U.S. Secretary of State John Kerry said in remarks on Friday that it was "not inappropriate" for lawmakers to debate sanctions but did not directly endorse them.

"It seems to me that what has to happen now is for Venezuelan leadership to deal with their own people," he said. "They need to reach out and have a dialogue and bring people together and resolve their problems."

The White House did not respond to a request for comment by press time.

Human rights activists say the situation in Venezuela has deteriorated in recent weeks as the opposition protests rampant crime, annual inflation of more than 56 percent, and severe shortages of basic goods such as flour and toilet paper.

Former world boxing champion Antonio Cermeno was kidnapped and killed this week in Venezuela, where the homicide rate has quadrupled in the past 15 years. Blogs report violent beatings of demonstrators, such as the outspoken Catholic priest Jose Palmar.

Opposition leader Leopoldo Lopez has been confined to a military prison and declared a "prisoner of conscience" by the Human Rights Foundation (HRF).

"It’s beating the crap out of people, it’s scaring, it’s creating terror among the people that dare to ask for their participation in politics," said Javier El-Hage, international legal director for the HRF, in an interview.

El-Hage noted that while reports portray the protesters as mostly middle-class youth, significant portions of the population are frustrated by Maduro’s rule and the scarcity of goods. Maduro became Chavez’s successor by narrowly winning elections last April that were marred by opposition claims of voter fraud.

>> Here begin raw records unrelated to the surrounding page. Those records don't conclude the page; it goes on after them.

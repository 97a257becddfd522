//! # uhs-reader
//!
//! A reader for Universal Hint System files (.uhs format).
//! Supports the legacy 88a format and the 91a/95a/96a family, with
//! hint decryption, escape expansion, and hot-spot image regions.
pub mod uhs;

// Re-export the main types for convenience
pub use uhs::{
    error::{Result, UhsError},
    hotspot::HotSpotZone,
    node::{Node, NodeContent, NodeKind, SharedNode},
    parse,
    report::{DiagnosticSink, LogSink, NullSink, Severity},
    root::RootNode,
    AuxPolicy, UhsParser,
};
//! Core UHS hint file parser module

pub mod error;
pub mod hotspot;
pub mod node;
pub mod report;
pub mod root;

pub mod crypto;
mod binary;
mod escapes;
mod lines;
mod parse88;
mod parse9x;

use std::fs;
use std::path::Path;

use encoding_rs::WINDOWS_1252;
use log::{debug, info};
use memchr::memchr;

use self::binary::RawSection;
use self::lines::LineSource;
pub use self::error::{Result, UhsError};
use self::report::{DiagnosticSink, LogSink, NullSink, Severity};
use self::root::RootNode;

/// The line closing the legacy section of a 9x file. Its absence means
/// the whole file is in the 88a format.
pub const FORMAT_88A_SENTINEL: &str = "** END OF 88A FORMAT **";

/// How the auxiliary nodes trailing the master subject of a 9x file
/// (version, info, incentive) are arranged in the tree.
#[derive(Debug, Clone, Copy, PartialEq, Eq, Default)]
pub enum AuxPolicy {
    /// Keep them as siblings of the master subject (canon).
    #[default]
    Normal,
    /// Omit them.
    Ignore,
    /// Replace the root's children with the master subject's and append
    /// the auxiliary nodes after a separator.
    Nest,
}

/// The main parser for UHS hint files.
///
/// Detects the format variant (88a or 9x) and builds a node tree.
/// Supports UHS versions 88a, 91a, 95a, and 96a.
pub struct UhsParser {
    aux: AuxPolicy,
    sink: Box<dyn DiagnosticSink>,
}

impl Default for UhsParser {
    fn default() -> Self {
        Self::new()
    }
}

impl UhsParser {
    pub fn new() -> Self {
        UhsParser {
            aux: AuxPolicy::Normal,
            sink: Box::new(LogSink),
        }
    }

    /// Sets the arrangement of auxiliary nodes.
    pub fn aux_policy(mut self, aux: AuxPolicy) -> Self {
        self.aux = aux;
        self
    }

    /// Replaces the diagnostic sink parse events are reported to.
    pub fn sink(mut self, sink: Box<dyn DiagnosticSink>) -> Self {
        self.sink = sink;
        self
    }

    /// Discards diagnostics instead of logging them.
    pub fn silent(self) -> Self {
        self.sink(Box::new(NullSink))
    }

    /// Read a UHS file from the given path and build its node tree.
    ///
    /// # Errors
    /// Returns an error if:
    /// - File cannot be opened
    /// - The magic line is missing
    /// - The header or a hunk is malformed beyond recovery
    ///
    /// The failure is also reported through the diagnostic sink, once.
    pub fn parse(&self, path: impl AsRef<Path>) -> Result<RootNode> {
        let path = path.as_ref();
        info!("Opening UHS file: {}", path.display());
        match self.parse_file(path) {
            Ok(root) => Ok(root),
            Err(e) => {
                self.sink.report(
                    Severity::Error,
                    "parser",
                    &e.to_string(),
                    e.line().unwrap_or(0),
                    None,
                );
                Err(e)
            }
        }
    }

    fn parse_file(&self, path: &Path) -> Result<RootNode> {
        let bytes = fs::read(path)?;

        // Since 91a there is a hunk of binary at the end of the file,
        // referenced by absolute offset. It starts after a 0x1a byte.
        let (text_bytes, raw) = match memchr(0x1a, &bytes) {
            Some(pos) => (
                &bytes[..pos],
                RawSection::new(bytes[pos + 1..].to_vec(), (pos + 1) as u64),
            ),
            None => (&bytes[..], RawSection::absent()),
        };
        if raw.is_present() {
            debug!("Raw binary section: {} bytes", raw.len());
        }

        let (decoded, _, _) = WINDOWS_1252.decode(text_bytes);
        let mut all_lines: Vec<String> = lines::split_lines(&decoded)
            .into_iter()
            .map(str::to_string)
            .collect();

        // Four-line header: magic, title, first and last hint positions.
        if all_lines.first().map(String::as_str) != Some("UHS") {
            return Err(UhsError::NotAUhsFile);
        }
        let title = all_lines.get(1).cloned().unwrap_or_default();
        let hint_section_end: usize = all_lines
            .get(3)
            .ok_or_else(|| UhsError::MalformedHeader {
                line: all_lines.len(),
                detail: "missing hint section bounds".to_string(),
            })?
            .trim()
            .parse()
            .map_err(|_| UhsError::MalformedHeader {
                line: 4,
                detail: format!("unparsable last-hint position {:?}", all_lines[3]),
            })?;
        // The first-hint position on line 3 is never needed.

        let hunk_lines = all_lines.split_off(4);
        let mut src = LineSource::new(hunk_lines, 4);

        // In 88a files the region past the hints is credits. Since 91a it
        // holds an "upgrade your reader" notice followed by a sentinel,
        // and hunk numbering restarts at the sentinel.
        let mut format_88a = true;
        let mut i = hint_section_end;
        while i < src.len() {
            if src.get(i)? == FORMAT_88A_SENTINEL {
                format_88a = false;
                src.drop_preamble(i);
                break;
            }
            i += 1;
        }

        let root = if format_88a {
            debug!("Detected 88a format");
            parse88::parse(&src, &title, hint_section_end)?
        } else {
            debug!("Detected 9x format");
            parse9x::parse(&src, &raw, self.aux, self.sink.as_ref())?
        };
        info!(
            "UHS file parsed: {} top-level nodes, {} link targets",
            root.child_count(),
            root.link_count()
        );
        Ok(root)
    }
}

/// Convenience function: parse a file with diagnostics going to the log.
pub fn parse(path: impl AsRef<Path>, aux: AuxPolicy) -> Result<RootNode> {
    UhsParser::new().aux_policy(aux).parse(path)
}
//! Diagnostic reporting for recoverable and fatal parse anomalies.
//!
//! The parser never prints on its own. Every anomaly goes through a
//! [`DiagnosticSink`]: recoverable ones (bad binary ranges, unknown hunks,
//! unknown escapes) while the parse continues, and the single fatal failure
//! just before the parse aborts. Supplying [`NullSink`] gives silent parsing
//! for batch or test use.

use std::error::Error;

use log::{error, info};

/// How serious a reported anomaly is.
#[derive(Debug, Clone, Copy, PartialEq, Eq)]
pub enum Severity {
    Error,
    Info,
}

/// A destination for parse diagnostics.
///
/// `line` is the best-available physical line number in the source file,
/// or 0 when none applies.
pub trait DiagnosticSink {
    fn report(
        &self,
        severity: Severity,
        source: &str,
        message: &str,
        line: usize,
        cause: Option<&dyn Error>,
    );
}

/// Forwards diagnostics to the `log` facade.
///
/// This is the default sink: with no logger installed it is effectively
/// silent, and with `env_logger` (as the CLI sets up) it prints.
#[derive(Debug, Default)]
pub struct LogSink;

impl DiagnosticSink for LogSink {
    fn report(
        &self,
        severity: Severity,
        source: &str,
        message: &str,
        line: usize,
        cause: Option<&dyn Error>,
    ) {
        let mut text = message.to_string();
        if line > 0 {
            text.push_str(&format!(" (line {})", line));
        }
        if let Some(e) = cause {
            text.push_str(&format!(": {}", e));
        }
        match severity {
            Severity::Error => error!("[{}] {}", source, text),
            Severity::Info => info!("[{}] {}", source, text),
        }
    }
}

/// Discards all diagnostics.
#[derive(Debug, Default)]
pub struct NullSink;

impl DiagnosticSink for NullSink {
    fn report(&self, _: Severity, _: &str, _: &str, _: usize, _: Option<&dyn Error>) {}
}
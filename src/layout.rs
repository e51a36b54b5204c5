//! Versioned memory layouts for the kernel objects the capturers read
//!
//! The attachment layer hands the engine raw object memory. Every structure
//! the engine copies from is described by a [`StructLayout`]: its size and the
//! offset/width of each field it cares about. A [`LayoutSet`] groups the
//! layouts for one kernel build and is validated once, at attach time, so a
//! mismatched kernel is refused up front instead of producing garbage records.
//!
//! Reads go through [`ObjectView`]; each field read returns its own `Result`,
//! which keeps capture failures observable in tests while the hot path simply
//! skips fields that fail.

use thiserror::Error;

use crate::call_record::{DNAME_INLINE_LEN, NFS_MAXFHSIZE, STATEID_OTHER_SIZE};

/// Kernel structures read by the capturers
#[derive(Debug, Clone, Copy, PartialEq, Eq, Hash)]
pub enum StructKind {
    /// `nfs4_stateid`
    Stateid,
    /// `nfs_fh`
    FileHandle,
    /// `nfs4_state`
    State,
    /// `nfs4_opendata`
    Opendata,
    /// `dentry`
    Dentry,
    /// `nfs_client`
    Client,
}

impl StructKind {
    pub fn c_name(self) -> &'static str {
        match self {
            StructKind::Stateid => "nfs4_stateid",
            StructKind::FileHandle => "nfs_fh",
            StructKind::State => "nfs4_state",
            StructKind::Opendata => "nfs4_opendata",
            StructKind::Dentry => "dentry",
            StructKind::Client => "nfs_client",
        }
    }

    /// Fields a layout of this kind must describe
    pub fn required_fields(self) -> &'static [Field] {
        match self {
            StructKind::Stateid => &[Field::Seqid, Field::Other, Field::Type],
            StructKind::FileHandle => &[Field::FhSize, Field::FhData],
            StructKind::State => &[
                Field::Flags,
                Field::Stateid,
                Field::OpenStateid,
                Field::NRdonly,
                Field::NWronly,
                Field::NRdwr,
                Field::Mode,
            ],
            StructKind::Opendata => &[Field::ShareAccess, Field::Claim, Field::OResStateid],
            StructKind::Dentry => &[Field::DIname],
            StructKind::Client => &[Field::ClState],
        }
    }
}

/// Fields read out of kernel objects
#[derive(Debug, Clone, Copy, PartialEq, Eq, Hash)]
pub enum Field {
    Seqid,
    Other,
    Type,
    FhSize,
    FhData,
    Flags,
    Stateid,
    OpenStateid,
    NRdonly,
    NWronly,
    NRdwr,
    Mode,
    ShareAccess,
    Claim,
    OResStateid,
    DIname,
    ClState,
}

impl Field {
    pub fn c_name(self) -> &'static str {
        match self {
            Field::Seqid => "seqid",
            Field::Other => "other",
            Field::Type => "type",
            Field::FhSize => "size",
            Field::FhData => "data",
            Field::Flags => "flags",
            Field::Stateid => "stateid",
            Field::OpenStateid => "open_stateid",
            Field::NRdonly => "n_rdonly",
            Field::NWronly => "n_wronly",
            Field::NRdwr => "n_rdwr",
            Field::Mode => "state",
            Field::ShareAccess => "o_arg.share_access",
            Field::Claim => "o_arg.claim",
            Field::OResStateid => "o_res.stateid",
            Field::DIname => "d_iname",
            Field::ClState => "cl_state",
        }
    }

    /// Width the capturers expect; `None` for nested stateids, sized by the stateid layout
    fn expected_width(self) -> Option<usize> {
        match self {
            Field::Seqid => Some(4),
            Field::Other => Some(STATEID_OTHER_SIZE),
            Field::Type => Some(4),
            Field::FhSize => Some(2),
            Field::FhData => Some(NFS_MAXFHSIZE),
            Field::Flags => Some(8),
            Field::NRdonly | Field::NWronly | Field::NRdwr | Field::Mode => Some(4),
            Field::ShareAccess | Field::Claim => Some(4),
            Field::DIname => Some(DNAME_INLINE_LEN),
            Field::ClState => Some(8),
            Field::Stateid | Field::OpenStateid | Field::OResStateid => None,
        }
    }
}

impl std::fmt::Display for Field {
    fn fmt(&self, f: &mut std::fmt::Formatter<'_>) -> std::fmt::Result {
        f.write_str(self.c_name())
    }
}

/// Position of one field inside its structure
#[derive(Debug, Clone, Copy, PartialEq, Eq)]
pub struct FieldLayout {
    pub field: Field,
    pub offset: usize,
    pub len: usize,
}

impl FieldLayout {
    pub const fn new(field: Field, offset: usize, len: usize) -> Self {
        FieldLayout { field, offset, len }
    }

    fn end(&self) -> usize {
        self.offset + self.len
    }
}

/// Layout of one kernel structure
#[derive(Debug, Clone, PartialEq, Eq)]
pub struct StructLayout {
    pub kind: StructKind,
    pub size: usize,
    pub fields: Vec<FieldLayout>,
}

impl StructLayout {
    pub fn new(kind: StructKind, size: usize, fields: Vec<FieldLayout>) -> Self {
        StructLayout { kind, size, fields }
    }

    pub fn field(&self, field: Field) -> Option<&FieldLayout> {
        self.fields.iter().find(|f| f.field == field)
    }

    fn validate(&self, stateid_size: usize) -> Result<(), LayoutError> {
        for &field in self.kind.required_fields() {
            let layout = self.field(field).ok_or(LayoutError::MissingField {
                structure: self.kind.c_name(),
                field,
            })?;

            if layout.end() > self.size {
                return Err(LayoutError::FieldOutOfBounds {
                    structure: self.kind.c_name(),
                    field,
                    end: layout.end(),
                    size: self.size,
                });
            }

            let expected = field.expected_width().unwrap_or(stateid_size);
            if layout.len != expected {
                return Err(LayoutError::WidthMismatch {
                    structure: self.kind.c_name(),
                    field,
                    expected,
                    found: layout.len,
                });
            }
        }
        Ok(())
    }
}
//! Point-hit notifications delivered by the attachment layer
//!
//! The attachment layer calls [`crate::engine::Engine::on_point`] synchronously
//! on the traced thread, once per actual entry or return of an instrumented
//! function. Object views and the return value are only valid for the
//! duration of that call. On return edges the entry arguments are supplied
//! again, the way fexit programs see them.

use crate::call_record::TASK_COMM_LEN;
use crate::layout::ObjectView;
use crate::probes::ProbeSite;

/// Identity of the traced thread
#[derive(Debug, Clone, Copy, PartialEq, Eq)]
pub struct CallContext {
    /// `tgid << 32 | pid`, unique among concurrently outstanding calls
    pub call_id: u64,
    /// Execution context (CPU) the notification runs on
    pub cpu: u32,
    /// Calling task's comm, NUL padded
    pub task: [u8; TASK_COMM_LEN],
}

impl CallContext {
    pub fn new(call_id: u64, cpu: u32, task: &[u8]) -> Self {
        let mut comm = [0u8; TASK_COMM_LEN];
        crate::call_record::copy_truncated(&mut comm, task);
        CallContext {
            call_id,
            cpu,
            task: comm,
        }
    }

    /// Process id, the upper half of the call id
    pub fn pid(&self) -> u64 {
        self.call_id >> 32
    }
}

/// Live objects handed over at a probe site, by role
#[derive(Debug, Clone, Copy, Default)]
pub struct ProbeArgs<'a> {
    /// `filp->f_path.dentry` at `nfs4_file_open` entry
    pub dentry: Option<ObjectView<'a>>,
    /// `struct nfs4_opendata *`
    pub opendata: Option<ObjectView<'a>>,
    /// `opendata->o_arg.fh`
    pub fh: Option<ObjectView<'a>>,
    /// `struct nfs4_state *`
    pub state: Option<ObjectView<'a>>,
    /// `const nfs4_stateid *` argument
    pub stateid: Option<ObjectView<'a>>,
    /// `struct nfs_client *`
    pub client: Option<ObjectView<'a>>,
    /// Return value, on return edges
    pub ret: Option<i64>,
}

/// One point hit
#[derive(Debug, Clone, Copy)]
pub struct Notification<'a> {
    pub site: ProbeSite,
    pub ctx: CallContext,
    pub args: ProbeArgs<'a>,
}

impl<'a> Notification<'a> {
    pub fn new(site: ProbeSite, ctx: CallContext) -> Self {
        Notification {
            site,
            ctx,
            args: ProbeArgs::default(),
        }
    }

    pub fn with_args(mut self, args: ProbeArgs<'a>) -> Self {
        self.args = args;
        self
    }
}
//! Lock-free output channel for emitted event records
//!
//! This module decouples the hot path (handlers running on traced threads)
//! from the cold path (decoding, rendering and writing events).
//!
//! # Design
//!
//! ```text
//! ┌─────────────────────────────────────────────────────────────────┐
//! │ TRACED THREAD (Hot Path)                                        │
//! │   nfs4_file_open returns → decide() → channel.push(record)      │
//! │   Lock-free enqueue, never blocks                               │
//! └─────────────────────────────────────────────────────────────────┘
//!                          │
//!                          │ Lock-free ArrayQueue
//!                          ▼
//! ┌─────────────────────────────────────────────────────────────────┐
//! │ SIDECAR THREAD (Cold Path)                                      │
//! │   loop {                                                        │
//! │     batch = channel.drain(100);                                 │
//! │     sink.consume(batch);        // decode + render + write      │
//! │     sleep(10ms) if idle;                                        │
//! │   }                                                             │
//! └─────────────────────────────────────────────────────────────────┘
//! ```
//!
//! # Backpressure
//!
//! A full channel drops the record. Observation must never stall the open
//! call it observes; the consumer treats a missing record as silent loss.

use crossbeam::queue::ArrayQueue;
use std::sync::atomic::{AtomicBool, AtomicU64, Ordering};
use std::sync::Arc;
use std::thread::{self, JoinHandle};
use std::time::Duration;

use crate::event_record::EventBytes;

/// Receives drained batches on the sidecar thread
pub trait RecordSink: Send + 'static {
    fn consume(&mut self, batch: &[EventBytes]);

    /// Called once after the final batch
    fn finish(&mut self) {}
}

/// Bounded multi-producer single-consumer channel of encoded records
pub struct OutputChannel {
    /// Lock-free bounded queue (crossbeam::ArrayQueue)
    queue: ArrayQueue<EventBytes>,

    /// Metrics: total records pushed
    total_pushed: AtomicU64,

    /// Metrics: total records dropped (backpressure)
    total_dropped: AtomicU64,
}

impl OutputChannel {
    /// Create a channel holding at most `capacity` records
    ///
    /// # Panics
    ///
    /// Panics if capacity is 0.
    pub fn new(capacity: usize) -> Self {
        assert!(capacity > 0, "Output channel capacity must be > 0");

        Self {
            queue: ArrayQueue::new(capacity),
            total_pushed: AtomicU64::new(0),
            total_dropped: AtomicU64::new(0),
        }
    }

    /// Push a record (hot path)
    ///
    /// Returns false if the channel was full and the record was dropped.
    pub fn push(&self, record: EventBytes) -> bool {
        self.total_pushed.fetch_add(1, Ordering::Relaxed);

        match self.queue.push(record) {
            Ok(()) => true,
            Err(_dropped) => {
                self.total_dropped.fetch_add(1, Ordering::Relaxed);
                false
            }
        }
    }

    /// Pop one record (consumer side)
    pub fn pop(&self) -> Option<EventBytes> {
        self.queue.pop()
    }

    /// Pop up to `max` records (consumer side)
    pub fn drain(&self, max: usize) -> Vec<EventBytes> {
        let mut batch = Vec::with_capacity(max.min(self.queue.len()));
        while batch.len() < max {
            match self.queue.pop() {
                Some(record) => batch.push(record),
                None => break,
            }
        }
        batch
    }

    /// Get channel statistics
    pub fn stats(&self) -> ChannelStats {
        ChannelStats {
            total_pushed: self.total_pushed.load(Ordering::Relaxed),
            total_dropped: self.total_dropped.load(Ordering::Relaxed),
            current_size: self.queue.len(),
            capacity: self.queue.capacity(),
        }
    }

    /// Start the sidecar thread draining this channel into `sink`
    pub fn spawn_consumer<S: RecordSink>(self: &Arc<Self>, sink: S) -> ConsumerHandle {
        let shutdown = Arc::new(AtomicBool::new(false));
        let channel = Arc::clone(self);
        let shutdown_clone = shutdown.clone();
        let handle = thread::spawn(move || {
            sidecar_worker(&channel, &shutdown_clone, sink);
        });

        ConsumerHandle {
            handle: Some(handle),
            shutdown,
        }
    }
}

/// Sidecar worker thread (cold path)
fn sidecar_worker<S: RecordSink>(channel: &OutputChannel, shutdown: &AtomicBool, mut sink: S) {
    const BATCH_SIZE: usize = 100;
    const SLEEP_MS: u64 = 10;

    loop {
        if shutdown.load(Ordering::SeqCst) {
            // Drain remaining records before shutting down
            loop {
                let batch = channel.drain(BATCH_SIZE);
                if batch.is_empty() {
                    break;
                }
                sink.consume(&batch);
            }
            sink.finish();
            break;
        }

        let batch = channel.drain(BATCH_SIZE);
        if batch.is_empty() {
            // Sleep if channel empty (prevent busy-wait)
            thread::sleep(Duration::from_millis(SLEEP_MS));
        } else {
            sink.consume(&batch);
        }
    }
}

/// Owns the sidecar thread; dropping it drains and joins
pub struct ConsumerHandle {
    handle: Option<JoinHandle<()>>,
    shutdown: Arc<AtomicBool>,
}

impl ConsumerHandle {
    /// Drain what is left, then stop the sidecar thread
    pub fn shutdown(mut self) {
        self.stop();
    }

    fn stop(&mut self) {
        self.shutdown.store(true, Ordering::SeqCst);

        if let Some(handle) = self.handle.take() {
            if handle.join().is_err() {
                tracing::warn!("event consumer thread panicked");
            }
        }
    }
}

impl Drop for ConsumerHandle {
    fn drop(&mut self) {
        self.stop();
    }
}

/// Channel statistics
#[derive(Debug, Clone, Copy, PartialEq, Eq)]
pub struct ChannelStats {
    pub total_pushed: u64,
    pub total_dropped: u64,
    pub current_size: usize,
    pub capacity: usize,
}

impl ChannelStats {
    /// Calculate drop rate (0.0 to 1.0)
    pub fn drop_rate(&self) -> f64 {
        if self.total_pushed == 0 {
            0.0
        } else {
            self.total_dropped as f64 / self.total_pushed as f64
        }
    }

    /// Calculate channel utilization (0.0 to 1.0)
    pub fn utilization(&self) -> f64 {
        self.current_size as f64 / self.capacity as f64
    }
}

#[cfg(test)]
mod tests {
    use super::*;
    use crate::event_record::EVENT_RECORD_SIZE;
    use std::sync::Mutex;

    fn record(tag: u8) -> EventBytes {
        [tag; EVENT_RECORD_SIZE]
    }

    #[test]
    fn test_channel_creation() {
        let channel = OutputChannel::new(1024);
        let stats = channel.stats();
        assert_eq!(stats.capacity, 1024);
        assert_eq!(stats.current_size, 0);
        assert_eq!(stats.total_pushed, 0);
        assert_eq!(stats.total_dropped, 0);
    }

    #[test]
    #[should_panic(expected = "Output channel capacity must be > 0")]
    fn test_zero_capacity_panics() {
        let _ = OutputChannel::new(0);
    }

    #[test]
    fn test_full_channel_drops() {
        let channel = OutputChannel::new(2);
        assert!(channel.push(record(1)));
        assert!(channel.push(record(2)));
        assert!(!channel.push(record(3)));

        let stats = channel.stats();
        assert_eq!(stats.total_pushed, 3);
        assert_eq!(stats.total_dropped, 1);

        // Oldest records survive, the overflow is lost
        let drained = channel.drain(10);
        assert_eq!(drained.len(), 2);
        assert_eq!(drained[0][0], 1);
        assert_eq!(drained[1][0], 2);
    }

    #[derive(Clone, Default)]
    struct CollectSink {
        seen: Arc<Mutex<Vec<u8>>>,
        finished: Arc<AtomicBool>,
    }

    impl RecordSink for CollectSink {
        fn consume(&mut self, batch: &[EventBytes]) {
            self.seen.lock().unwrap().extend(batch.iter().map(|r| r[0]));
        }

        fn finish(&mut self) {
            self.finished.store(true, Ordering::SeqCst);
        }
    }

    #[test]
    fn test_consumer_drains_on_shutdown() {
        let channel = Arc::new(OutputChannel::new(512));
        for i in 0..250u32 {
            channel.push(record((i % 251) as u8));
        }

        let sink = CollectSink::default();
        let handle = channel.spawn_consumer(sink.clone());
        handle.shutdown();

        assert_eq!(sink.seen.lock().unwrap().len(), 250);
        assert!(sink.finished.load(Ordering::SeqCst));
        assert_eq!(channel.stats().current_size, 0);
    }

    #[test]
    fn test_drop_rate_calculation() {
        let stats = ChannelStats {
            total_pushed: 100,
            total_dropped: 5,
            current_size: 50,
            capacity: 1024,
        };

        assert_eq!(stats.drop_rate(), 0.05);
        assert_eq!(stats.utilization(), 50.0 / 1024.0);
    }
}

"[The Chavistas are] denying the opposition any participation—49 percent of the country—where they are supposedly democratic," El-Hage said.

He added that CNN en Español is the only television channel "where you can see the police beating protesters" because of government intimidation of the local press.

Maduro has referred to the protesters as "fascists" and accused U.S. officials of covertly financing an attempted coup. Opposition leaders rebuffed his invitation to a "national conference on peace and life" on Wednesday.

Maduro faces long-term problems even if he can outlast the protests.

Venezuela has a 65 percent probability of defaulting in the international bond market and its loan partner China is unlikely to bail them out. Nationalist military leaders also reportedly despise the heavy-handed influence of Raul Castro’s Cuban regime on Maduro.

Noriega said U.S. diplomats need to "get in the game" and engage a regime that also has worrying ties to drug traffickers and terrorist proxy groups such as Hezbollah.

"They have spent the last half dozen years pulling their punches against the Chavez regime because they didn’t think it was worth mud wrestling with him," he said.

"Unfortunately the evidence shows that this is a dangerous regime that is a narco-state, that is Iran’s best friend in the region."